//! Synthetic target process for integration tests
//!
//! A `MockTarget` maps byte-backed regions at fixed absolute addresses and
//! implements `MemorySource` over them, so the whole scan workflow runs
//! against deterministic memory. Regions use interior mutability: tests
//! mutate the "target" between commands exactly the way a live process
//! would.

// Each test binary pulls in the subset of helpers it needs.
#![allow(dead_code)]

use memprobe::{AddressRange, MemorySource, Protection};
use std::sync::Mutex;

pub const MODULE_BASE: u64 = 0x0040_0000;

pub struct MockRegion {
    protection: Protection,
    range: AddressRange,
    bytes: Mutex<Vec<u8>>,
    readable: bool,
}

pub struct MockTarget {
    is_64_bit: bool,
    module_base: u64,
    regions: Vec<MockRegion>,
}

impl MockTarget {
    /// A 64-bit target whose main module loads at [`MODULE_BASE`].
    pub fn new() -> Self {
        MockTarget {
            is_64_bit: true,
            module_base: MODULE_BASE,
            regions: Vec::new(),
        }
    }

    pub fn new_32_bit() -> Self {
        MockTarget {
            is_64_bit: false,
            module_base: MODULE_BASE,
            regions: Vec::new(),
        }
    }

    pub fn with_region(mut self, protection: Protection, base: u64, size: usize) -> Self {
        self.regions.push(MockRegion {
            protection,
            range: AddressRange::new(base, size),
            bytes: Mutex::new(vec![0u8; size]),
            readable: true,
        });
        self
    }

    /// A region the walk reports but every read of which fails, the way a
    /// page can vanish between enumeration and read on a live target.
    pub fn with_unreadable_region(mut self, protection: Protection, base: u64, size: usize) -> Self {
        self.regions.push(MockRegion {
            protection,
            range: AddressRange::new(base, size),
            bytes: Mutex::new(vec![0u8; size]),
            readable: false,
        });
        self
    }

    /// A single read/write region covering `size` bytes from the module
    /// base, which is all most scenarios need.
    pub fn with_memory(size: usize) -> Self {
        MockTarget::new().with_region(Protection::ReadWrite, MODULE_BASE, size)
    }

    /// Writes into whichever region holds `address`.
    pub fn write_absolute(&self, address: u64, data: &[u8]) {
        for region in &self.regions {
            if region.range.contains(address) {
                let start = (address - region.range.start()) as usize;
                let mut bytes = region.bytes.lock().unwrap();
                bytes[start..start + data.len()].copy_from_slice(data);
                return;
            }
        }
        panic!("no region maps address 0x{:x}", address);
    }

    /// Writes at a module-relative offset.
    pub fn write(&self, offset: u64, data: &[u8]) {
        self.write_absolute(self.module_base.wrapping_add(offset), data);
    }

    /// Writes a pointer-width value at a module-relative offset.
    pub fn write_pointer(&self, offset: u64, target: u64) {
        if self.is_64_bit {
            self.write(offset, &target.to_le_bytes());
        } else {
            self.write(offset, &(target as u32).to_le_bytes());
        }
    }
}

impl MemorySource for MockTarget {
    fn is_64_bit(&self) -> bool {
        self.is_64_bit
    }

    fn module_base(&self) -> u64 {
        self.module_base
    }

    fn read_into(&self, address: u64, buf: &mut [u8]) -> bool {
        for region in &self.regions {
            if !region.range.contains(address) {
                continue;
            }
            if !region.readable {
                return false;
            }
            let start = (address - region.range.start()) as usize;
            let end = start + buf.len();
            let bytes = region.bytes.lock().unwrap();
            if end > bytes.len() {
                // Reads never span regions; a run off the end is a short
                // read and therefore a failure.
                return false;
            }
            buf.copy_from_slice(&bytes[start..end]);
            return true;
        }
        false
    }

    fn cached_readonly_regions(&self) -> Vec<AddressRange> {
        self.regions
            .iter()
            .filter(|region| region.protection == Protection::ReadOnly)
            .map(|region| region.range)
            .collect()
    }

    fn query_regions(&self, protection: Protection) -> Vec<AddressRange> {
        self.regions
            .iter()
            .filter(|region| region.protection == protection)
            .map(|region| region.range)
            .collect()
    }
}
....................
TRY IT
Print every entry exactly as written.

OUTPUT OF THE EXERCISE
//! Synthetic target process for integration tests
//!
//! A `MockTarget` maps byte-backed regions at fixed absolute addresses and
//! implements `MemorySource` over them, so the whole scan workflow runs
//! against deterministic memory. Regions use interior mutability: tests
//! mutate the "target" between commands exactly the way a live process
//! would.

// Each test binary pulls in the subset of helpers it needs.
#![allow(dead_code)]

use memprobe::{AddressRange, MemorySource, Protection};
use std::sync::Mutex;

pub const MODULE_BASE: u64 = 0x0040_0000;

pub struct MockRegion {
    protection: Protection,
    range: AddressRange,
    bytes: Mutex<Vec<u8>>,
    readable: bool,
}

pub struct MockTarget {
    is_64_bit: bool,
    module_base: u64,
    regions: Vec<MockRegion>,
}

impl MockTarget {
    /// A 64-bit target whose main module loads at [`MODULE_BASE`].
    pub fn new() -> Self {
        MockTarget {
            is_64_bit: true,
            module_base: MODULE_BASE,
            regions: Vec::new(),
        }
    }

    pub fn new_32_bit() -> Self {
        MockTarget {
            is_64_bit: false,
            module_base: MODULE_BASE,
            regions: Vec::new(),
        }
    }

    pub fn with_region(mut self, protection: Protection, base: u64, size: usize) -> Self {
        self.regions.push(MockRegion {
            protection,
            range: AddressRange::new(base, size),
            bytes: Mutex::new(vec![0u8; size]),
            readable: true,
        });
        self
    }

    /// A region the walk reports but every read of which fails, the way a
    /// page can vanish between enumeration and read on a live target.
    pub fn with_unreadable_region(mut self, protection: Protection, base: u64, size: usize) -> Self {
        self.regions.push(MockRegion {
            protection,
            range: AddressRange::new(base, size),
            bytes: Mutex::new(vec![0u8; size]),
            readable: false,
        });
        self
    }

    /// A single read/write region covering `size` bytes from the module
    /// base, which is all most scenarios need.
    pub fn with_memory(size: usize) -> Self {
        MockTarget::new().with_region(Protection::ReadWrite, MODULE_BASE, size)
    }

    /// Writes into whichever region holds `address`.
    pub fn write_absolute(&self, address: u64, data: &[u8]) {
        for region in &self.regions {
            if region.range.contains(address) {
                let start = (address - region.range.start()) as usize;
                let mut bytes = region.bytes.lock().unwrap();
                bytes[start..start + data.len()].copy_from_slice(data);
                return;
            }
        }
        panic!("no region maps address 0x{:x}", address);
    }

    /// Writes at a module-relative offset.
    pub fn write(&self, offset: u64, data: &[u8]) {
        self.write_absolute(self.module_base.wrapping_add(offset), data);
    }

    /// Writes a pointer-width value at a module-relative offset.
    pub fn write_pointer(&self, offset: u64, target: u64) {
        if self.is_64_bit {
            self.write(offset, &target.to_le_bytes());
        } else {
            self.write(offset, &(target as u32).to_le_bytes());
        }
    }
}

impl MemorySource for MockTarget {
    fn is_64_bit(&self) -> bool {
        self.is_64_bit
    }

    fn module_base(&self) -> u64 {
        self.module_base
    }

    fn read_into(&self, address: u64, buf: &mut [u8]) -> bool {
        for region in &self.regions {
            if !region.range.contains(address) {
                continue;
            }
            if !region.readable {
                return false;
            }
            let start = (address - region.range.start()) as usize;
            let end = start + buf.len();
            let bytes = region.bytes.lock().unwrap();
            if end > bytes.len() {
                // Reads never span regions; a run off the end is a short
                // read and therefore a failure.
                return false;
            }
            buf.copy_from_slice(&bytes[start..end]);
            return true;
        }
        false
    }

    fn cached_readonly_regions(&self) -> Vec<AddressRange> {
        self.regions
            .iter()
            .filter(|region| region.protection == Protection::ReadOnly)
            .map(|region| region.range)
            .collect()
    }

    fn query_regions(&self, protection: Protection) -> Vec<AddressRange> {
        self.regions
            .iter()
            .filter(|region| region.protection == protection)
            .map(|region| region.range)
            .collect()
    }
}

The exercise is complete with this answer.